City Stress: Crying in the Car

Over the years, my car has not only been my ride, but my office, my changing room, even the place where I grab a nap. Like it or not, much of our lives happen while we're getting where we need to go. But there's something else we do in our cars that we never talk about: we cry.

City living leaves precious few private spaces; if you share a home and a workspace, it's rare to ever be truly alone. A car, with its pod-like feel, can be a refuge. Closing that door after an especially difficult day or a disappointing meeting, the car can feel like a haven, a space where you can finally exhale and let your guard down ever so slightly. Sometimes that tiny release is all it takes for the tears to start flowing. Add to that the meditative nature of driving and a particularly poignant song on the radio, and I'm surprised I make it anywhere with my mascara intact.

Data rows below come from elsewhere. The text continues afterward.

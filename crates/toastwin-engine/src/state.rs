use crate::registry::InstanceRegistry;

/// The core engine state: configuration and the registry of live
/// notification instances.
///
/// Wrapped in [`SharedState`] so the message loop and every lifecycle task
/// can reach it. Writers never hold the lock across an await point, which
/// keeps replace-then-create a single uninterrupted step.
#[derive(Debug)]
pub struct State {
    /// The loaded engine configuration.
    pub config: toastwin_bridge::config::Config,
    /// Live instances by identity.
    pub registry: InstanceRegistry,
}

impl State {
    pub fn new(config: toastwin_bridge::config::Config) -> Self {
        Self {
            config,
            registry: InstanceRegistry::new(),
        }
    }
}

/// Thread-safe, async-friendly shared reference to the engine [`State`].
pub type SharedState = std::sync::Arc<tokio::sync::RwLock<State>>;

And I'm not the only one. I recently pulled up alongside a beautiful, sad woman at an intersection. I might have mistaken the expression on her face for calm as she waited at a red light, except for the fat tears streaming down her stoic profile and dripping off her chin. She looked peaceful, almost happy, and so captivating that I couldn't look away. She didn't notice me watching her and, when the light changed, drove on her way.

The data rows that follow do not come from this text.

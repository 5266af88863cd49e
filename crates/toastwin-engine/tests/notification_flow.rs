use std::time::Duration;

use tokio::sync::mpsc::{Receiver, Sender};
use tokio::time::{self, Instant};
use toastwin_bridge::config::Config;
use toastwin_bridge::notification::{Category, NotificationRequest, Position};
use toastwin_bridge::render::{
    Axis, Distance, IconSource, InstanceKey, Phase, RenderFrame, Transition,
};
use toastwin_bridge::{BridgeChannels, MessageFromEngine, MessageToEngine};
use toastwin_engine::animation;

/// Something the surface received, stamped with its offset from the start of
/// the test.
#[derive(Debug)]
enum Seen {
    Frame(Duration, RenderFrame),
    Dismissed(Duration, InstanceKey, u64),
}

fn spawn_engine() -> (Sender<MessageToEngine>, Receiver<MessageFromEngine>) {
    let channels = BridgeChannels::default();
    tokio::spawn(toastwin_engine::serve(
        Config::default(),
        channels.engine_rx,
        channels.engine_tx,
    ));
    (channels.surface_tx, channels.surface_rx)
}

/// Receives until the engine closes its channel.
async fn collect(start: Instant, rx: &mut Receiver<MessageFromEngine>) -> Vec<Seen> {
    let mut seen = Vec::new();
    while let Some(message) = rx.recv().await {
        let at = start.elapsed();
        match message {
            MessageFromEngine::Render(frame) => seen.push(Seen::Frame(at, frame)),
            MessageFromEngine::Dismissed { key, generation } => {
                seen.push(Seen::Dismissed(at, key, generation))
            }
            MessageFromEngine::ConfigurationResponse(_) => {}
        }
    }
    seen
}

fn frames(seen: &[Seen]) -> Vec<(Duration, &RenderFrame)> {
    seen.iter()
        .filter_map(|seen| match seen {
            Seen::Frame(at, frame) => Some((*at, frame)),
            Seen::Dismissed(..) => None,
        })
        .collect()
}

fn phase_entries(seen: &[Seen]) -> Vec<(Duration, Phase)> {
    let mut entries: Vec<(Duration, Phase)> = Vec::new();
    for (at, frame) in frames(seen) {
        if entries.last().map(|(_, phase)| *phase) != Some(frame.phase) {
            entries.push((at, frame.phase));
        }
    }
    entries
}

fn ms(value: u64) -> Duration {
    Duration::from_millis(value)
}

#[tokio::test(start_paused = true)]
async fn success_notification_runs_the_full_schedule() {
    let (tx, mut rx) = spawn_engine();
    let start = Instant::now();

    tx.send(MessageToEngine::Notify(NotificationRequest {
        category: Some(Category::Success),
        title: Some("Success".into()),
        description: Some("ok".into()),
        ..Default::default()
    }))
    .await
    .unwrap();
    drop(tx);

    let seen = collect(start, &mut rx).await;
    let frames = frames(&seen);

    let (at, first) = frames[0];
    assert_eq!(at, Duration::ZERO);
    assert_eq!(first.phase, Phase::IconReveal);
    assert_eq!(first.icon, IconSource::Symbol("circle-check".into()));
    assert_eq!(first.icon_color, "#12b886");
    assert_eq!(first.position, Position::TopRight);
    assert!(first.show_countdown);
    assert_eq!(
        first.animation,
        Some(animation::describe(Position::TopRight, Transition::Enter))
    );

    assert_eq!(
        phase_entries(&seen),
        [
            (Duration::ZERO, Phase::IconReveal),
            (ms(500), Phase::BackgroundReveal),
            (ms(800), Phase::ShadowReveal),
            (ms(800), Phase::ContentReveal),
            (ms(800), Phase::CountingDown),
            (ms(3000), Phase::Exiting),
            (ms(3400), Phase::Disposed),
        ]
    );

    let exiting = frames
        .iter()
        .find(|(_, frame)| frame.phase == Phase::Exiting)
        .unwrap();
    let exit = exiting.1.animation.unwrap();
    assert_eq!(exit.axis, Axis::X);
    assert_eq!(exit.distance_to, Distance::Percent(100));

    assert!(matches!(
        seen.last(),
        Some(Seen::Dismissed(at, InstanceKey::Anonymous(_), 0)) if *at == ms(3400)
    ));
}

#[tokio::test(start_paused = true)]
async fn countdown_is_monotonic_and_ends_at_the_duration() {
    let (tx, mut rx) = spawn_engine();
    let start = Instant::now();

    tx.send(MessageToEngine::Notify(NotificationRequest {
        title: Some("Info".into()),
        duration_ms: Some(2000),
        ..Default::default()
    }))
    .await
    .unwrap();
    drop(tx);

    let seen = collect(start, &mut rx).await;
    let frames = frames(&seen);

    assert_eq!(frames[0].1.remaining_percent, 100);
    for pair in frames.windows(2) {
        assert!(pair[1].1.remaining_percent <= pair[0].1.remaining_percent);
    }

    let zero = frames
        .iter()
        .find(|(_, frame)| frame.remaining_percent == 0)
        .unwrap();
    assert_eq!(zero.0, ms(2000));
    assert!(frames.iter().all(|(at, frame)| *at >= ms(1980) || frame.remaining_percent > 0));
}

#[tokio::test(start_paused = true)]
async fn description_only_error_is_shown_alone() {
    let (tx, mut rx) = spawn_engine();
    let start = Instant::now();

    tx.send(MessageToEngine::Notify(NotificationRequest {
        category: Some(Category::Error),
        description: Some("failure text".into()),
        ..Default::default()
    }))
    .await
    .unwrap();
    drop(tx);

    let seen = collect(start, &mut rx).await;
    let frames = frames(&seen);
    let (_, frame) = frames[0];
    assert_eq!(frame.title, None);
    assert_eq!(frame.description.as_deref(), Some("failure text"));
    assert!(frame.description_only);
    assert_eq!(frame.icon, IconSource::Symbol("circle-xmark".into()));
    assert_eq!(frame.icon_color, "#f03e3e");

    let keys: Vec<&InstanceKey> = frames.iter().map(|(_, frame)| &frame.key).collect();
    assert!(keys.windows(2).all(|pair| pair[0] == pair[1]));
}

#[tokio::test(start_paused = true)]
async fn empty_request_is_dropped() {
    let (tx, mut rx) = spawn_engine();
    let start = Instant::now();

    tx.send(MessageToEngine::Notify(NotificationRequest::default()))
        .await
        .unwrap();
    drop(tx);

    assert!(collect(start, &mut rx).await.is_empty());
}

#[tokio::test(start_paused = true)]
async fn reused_identity_replaces_the_live_instance() {
    let (tx, mut rx) = spawn_engine();
    let start = Instant::now();

    tokio::spawn(async move {
        tx.send(MessageToEngine::Notify(NotificationRequest {
            identity: Some("x".into()),
            title: Some("first".into()),
            duration_ms: Some(5000),
            ..Default::default()
        }))
        .await
        .unwrap();
        time::sleep(ms(200)).await;
        tx.send(MessageToEngine::Notify(NotificationRequest {
            identity: Some("x".into()),
            title: Some("second".into()),
            duration_ms: Some(1000),
            ..Default::default()
        }))
        .await
        .unwrap();
    });

    let seen = collect(start, &mut rx).await;
    let key = InstanceKey::Named("x".into());

    let replaced_at = seen
        .iter()
        .position(|seen| matches!(seen, Seen::Dismissed(_, k, 0) if *k == key))
        .expect("first instance is dismissed");
    let Seen::Dismissed(dismissed_at, ..) = &seen[replaced_at] else {
        unreachable!()
    };
    assert_eq!(*dismissed_at, ms(200));

    // nothing from the first instance after it was replaced
    assert!(seen[replaced_at..].iter().all(|seen| match seen {
        Seen::Frame(_, frame) => frame.generation == 1,
        Seen::Dismissed(_, _, generation) => *generation <= 1,
    }));
    let first_frames: Vec<_> = frames(&seen)
        .into_iter()
        .filter(|(_, frame)| frame.generation == 0)
        .collect();
    assert!(first_frames.iter().all(|(at, _)| *at <= ms(200)));
    assert!(first_frames.iter().all(|(_, frame)| frame.remaining_percent >= 96));

    let second: Vec<_> = frames(&seen)
        .into_iter()
        .filter(|(_, frame)| frame.generation == 1)
        .collect();
    assert_eq!(second[0].0, ms(200));
    assert_eq!(second[0].1.remaining_percent, 100);
    assert_eq!(second[0].1.title.as_deref(), Some("second"));

    let exiting = second
        .iter()
        .find(|(_, frame)| frame.phase == Phase::Exiting)
        .unwrap();
    assert_eq!(exiting.0, ms(1200));

    assert!(matches!(
        seen.last(),
        Some(Seen::Dismissed(at, k, 1)) if *at == ms(1600) && *k == key
    ));
}

#[tokio::test(start_paused = true)]
async fn shutdown_dismisses_everything_at_once() {
    let (tx, mut rx) = spawn_engine();
    let start = Instant::now();

    for identity in [Some("a".to_string()), None] {
        tx.send(MessageToEngine::Notify(NotificationRequest {
            identity,
            title: Some("pending".into()),
            ..Default::default()
        }))
        .await
        .unwrap();
    }
    time::sleep(ms(100)).await;
    tx.send(MessageToEngine::Shutdown).await.unwrap();

    let seen = collect(start, &mut rx).await;
    let dismissed: Vec<_> = seen
        .iter()
        .filter(|seen| matches!(seen, Seen::Dismissed(..)))
        .collect();
    assert_eq!(dismissed.len(), 2);

    let first_dismissal = seen
        .iter()
        .position(|seen| matches!(seen, Seen::Dismissed(..)))
        .unwrap();
    assert!(
        seen[first_dismissal..]
            .iter()
            .all(|seen| matches!(seen, Seen::Dismissed(at, ..) if *at == ms(100)))
    );
}

#[tokio::test(start_paused = true)]
async fn answers_configuration_requests() {
    let (tx, mut rx) = spawn_engine();

    tx.send(MessageToEngine::ConfigurationRequest).await.unwrap();
    match rx.recv().await {
        Some(MessageFromEngine::ConfigurationResponse(config)) => {
            assert_eq!(config, Config::default())
        }
        other => panic!("unexpected message: {other:?}"),
    }
}

#[tokio::test(start_paused = true)]
async fn hidden_countdown_is_reported_to_the_surface() {
    let (tx, mut rx) = spawn_engine();
    let start = Instant::now();

    tx.send(MessageToEngine::Notify(NotificationRequest {
        title: Some("Custom icon success".into()),
        category: Some(Category::Success),
        icon: Some("microchip".into()),
        show_countdown: Some(false),
        position: Some(Position::Bottom),
        ..Default::default()
    }))
    .await
    .unwrap();
    drop(tx);

    let seen = collect(start, &mut rx).await;
    let frames = frames(&seen);
    assert!(frames.iter().all(|(_, frame)| !frame.show_countdown));
    assert!(
        frames
            .iter()
            .all(|(_, frame)| frame.position == Position::BottomCenter)
    );
    assert_eq!(
        frames[0].1.animation.unwrap().distance_from,
        Distance::Px(30)
    );
}

#[test]
fn lagging_surface_still_receives_the_final_frames() {
    let BridgeChannels {
        surface_rx: mut rx,
        surface_tx: tx,
        engine_rx,
        engine_tx,
    } = BridgeChannels::new(1);
    let engine = std::thread::spawn(move || {
        tokio::runtime::Builder::new_current_thread()
            .enable_all()
            .build()
            .unwrap()
            .block_on(toastwin_engine::serve(Config::default(), engine_rx, engine_tx));
    });

    tx.blocking_send(MessageToEngine::Notify(NotificationRequest {
        title: Some("slow surface".into()),
        duration_ms: Some(300),
        ..Default::default()
    }))
    .unwrap();
    drop(tx);

    let mut disposed_frames = 0;
    let mut dismissed = 0;
    while let Some(message) = rx.blocking_recv() {
        std::thread::sleep(ms(10));
        match message {
            MessageFromEngine::Render(frame) if frame.phase == Phase::Disposed => disposed_frames += 1,
            MessageFromEngine::Dismissed { .. } => dismissed += 1,
            _ => {}
        }
    }
    engine.join().unwrap();

    assert_eq!(disposed_frames, 1);
    assert_eq!(dismissed, 1);
}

Who knows why she was so weepy on that day? Perhaps she got bad news or maybe she was simply taking advantage of some precious solitude while traveling from a crowded office to a chaotic home — clearing some stress to prepare for the next phase of her day. Seeing her private emotion, so raw and open, is an image I'll never forget. In fact, thinking about it now makes me misty. It reminds me that sometimes, the best way to deal with the pressures of life is not to distract myself with more activities as is my habit, but in fact, to do nothing at all. Only then can I find the mental space to address accumulated emotions, to clear the decks and refresh with a good cry. But only if I can find somewhere to do it.